Everybody loves a shortcut: an alternative route could, however, be littered with other, unseen hurdles.
The very same applies when buying a business rather than starting something from scratch. Lucien Pierce of Phukubje Pierce Masithela Attorneys shares some prudent advice on how to avoid unnecessary pitfalls when taking this particular shortcut.
You may be bowled over by the sales and other figures, but be sure to check them thoroughly to make sure they are accurate. Your best bet is to to get confirmation from a third party, such as the business’s auditor.
Make sure that you sign a sale of business agreement. This should clearly outline the exact date that you take control of the business and what you will receive. If possible, get your lawyer or a legally trained friend to look over the sale of business agreement.
Be sure to get warranties (promises) from the seller that no major changes to the business have taken place between the time that you started negotiating and the signing of the agreement. For example, you should be assured that the sales figures will remain reasonably constant and stock will be maintained at reasonable levels. Also, be sure to get in writing what equipment, stock and personnel you will take ownership of.
An often-overlooked warranty from the seller that could scupper your best efforts is that the business is not part of any legal action. If there is, be sure to specify that the seller will be responsible for sorting it out - ideally before you take ownership.

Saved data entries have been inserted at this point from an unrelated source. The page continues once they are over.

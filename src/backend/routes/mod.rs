//! Route Configuration Module
//!
//! This module configures all HTTP routes for the backend server.
//!
//! # Module Structure
//!
//! ```text
//! routes/
//! ├── mod.rs          - Module exports and documentation
//! ├── router.rs       - Main router creation
//! └── api_routes.rs   - Auth and user-administration routes with their access rules
//! ```
//!
//! # Route Types
//!
//! ## Public
//!
//! - `GET /health`
//! - `POST /auth/login`, `POST /auth/logout`, `POST /auth/register`
//!
//! ## Guarded
//!
//! - `GET /auth/me` - any authenticated identity
//! - `GET /auth/profile` - `Admin` or `Driver`, with `VIEW_ROUTES`
//! - `GET /users`, `PUT /users/{id}/roles`, `PUT /users/{id}/permissions` -
//!   `Admin` with `MANAGE_USERS`
//!
//! Anything else falls through to a JSON 404.

/// Main router creation
pub mod router;

/// API route table
pub mod api_routes;

pub use router::create_router;
//! Common test utilities and helpers
//!
//! This module provides shared utilities for all tests including:
//! - Application fixtures over the in-memory credential store
//! - PostgreSQL store fixtures (opt-in via `TEST_DATABASE_URL`)
//! - Request helpers driving the router with `oneshot`
//! - Custom assertion macros

pub mod assertions;
pub mod auth_helpers;
pub mod database;

pub use auth_helpers::*;
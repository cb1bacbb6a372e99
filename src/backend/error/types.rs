/**
 * Backend Error Types
 *
 * This module defines the transport-level error returned by every HTTP
 * handler and by the access guard. It wraps the domain errors of the auth
 * core and maps each of them to an HTTP status code.
 *
 * # Status Code Mapping
 *
 * - `InvalidCredentials` - 401, one body for both unknown email and wrong password
 * - `Access` - 401 when unauthenticated, 403 for role or permission denials
 * - `Store` - 409 duplicate email, 404 unknown id, 500 otherwise
 * - `Shared` - 400 (request validation)
 * - `Password` / `Issue` - 500
 *
 * Infrastructure failures never surface as `InvalidCredentials`, and their
 * details are logged rather than returned to the caller.
 */

use axum::http::StatusCode;
use thiserror::Error;

use crate::backend::auth::access::AccessDenied;
use crate::backend::auth::password::PasswordError;
use crate::backend::auth::sessions::{IssueError, TokenError};
use crate::backend::auth::users::StoreError;
use crate::shared::SharedError;

const INTERNAL_MESSAGE: &str = "Internal server error";

/// Backend-specific error types
#[derive(Debug, Error)]
pub enum BackendError {
    /// Login failed; deliberately says nothing about which factor was wrong
    #[error("Invalid credentials")]
    InvalidCredentials,

    /// The access guard turned the request away
    #[error(transparent)]
    Access(#[from] AccessDenied),

    /// Credential store failure
    #[error(transparent)]
    Store(#[from] StoreError),

    /// Request validation failure
    #[error(transparent)]
    Shared(#[from] SharedError),

    /// Hashing failure
    #[error(transparent)]
    Password(#[from] PasswordError),

    /// Token issuance failure
    #[error("Failed to issue token: {0}")]
    Issue(#[from] IssueError),

    /// Handler error with an explicit status
    #[error("Handler error: {message}")]
    HandlerError {
        /// HTTP status code for this error
        status: StatusCode,
        /// Human-readable error message
        message: String,
    },
}

impl From<TokenError> for BackendError {
    fn from(err: TokenError) -> Self {
        Self::Access(AccessDenied::Unauthenticated(err))
    }
}

impl BackendError {
    /// Create a new handler error with a status code
    pub fn handler(status: StatusCode, message: impl Into<String>) -> Self {
        Self::HandlerError {
            status,
            message: message.into(),
        }
    }

    /// Get the HTTP status code for this error
    pub fn status_code(&self) -> StatusCode {
        match self {
            Self::InvalidCredentials => StatusCode::UNAUTHORIZED,
            Self::Access(denied) if denied.is_unauthenticated() => StatusCode::UNAUTHORIZED,
            Self::Access(_) => StatusCode::FORBIDDEN,
            Self::Store(err) => match err {
                StoreError::DuplicateEmail(_) => StatusCode::CONFLICT,
                StoreError::NotFound(_) => StatusCode::NOT_FOUND,
                StoreError::Database(_) | StoreError::Corrupt { .. } => {
                    StatusCode::INTERNAL_SERVER_ERROR
                }
            },
            Self::Shared(_) => StatusCode::BAD_REQUEST,
            Self::Password(_) | Self::Issue(_) => StatusCode::INTERNAL_SERVER_ERROR,
            Self::HandlerError { status, .. } => *status,
        }
    }

    /// Message sent to the caller
    ///
    /// Server-side failures get a generic message; the detail is only logged.
    pub fn message(&self) -> String {
        match self {
            Self::HandlerError { message, .. } => message.clone(),
            _ if self.status_code().is_server_error() => INTERNAL_MESSAGE.to_string(),
            _ => self.to_string(),
        }
    }
}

On the date that you take over, recheck the sales and other business figures to assure yourself they have not changed substantially. Get the seller to hand over and sign the latest sales and business figures such as the management accounts, and personally check the stock and inventory.
Key take-away: Buying an existing business is a great way to get a kickstart in the world of commerce. Your investment is only as secure as the legal paperwork that assures you get what you’re paying for.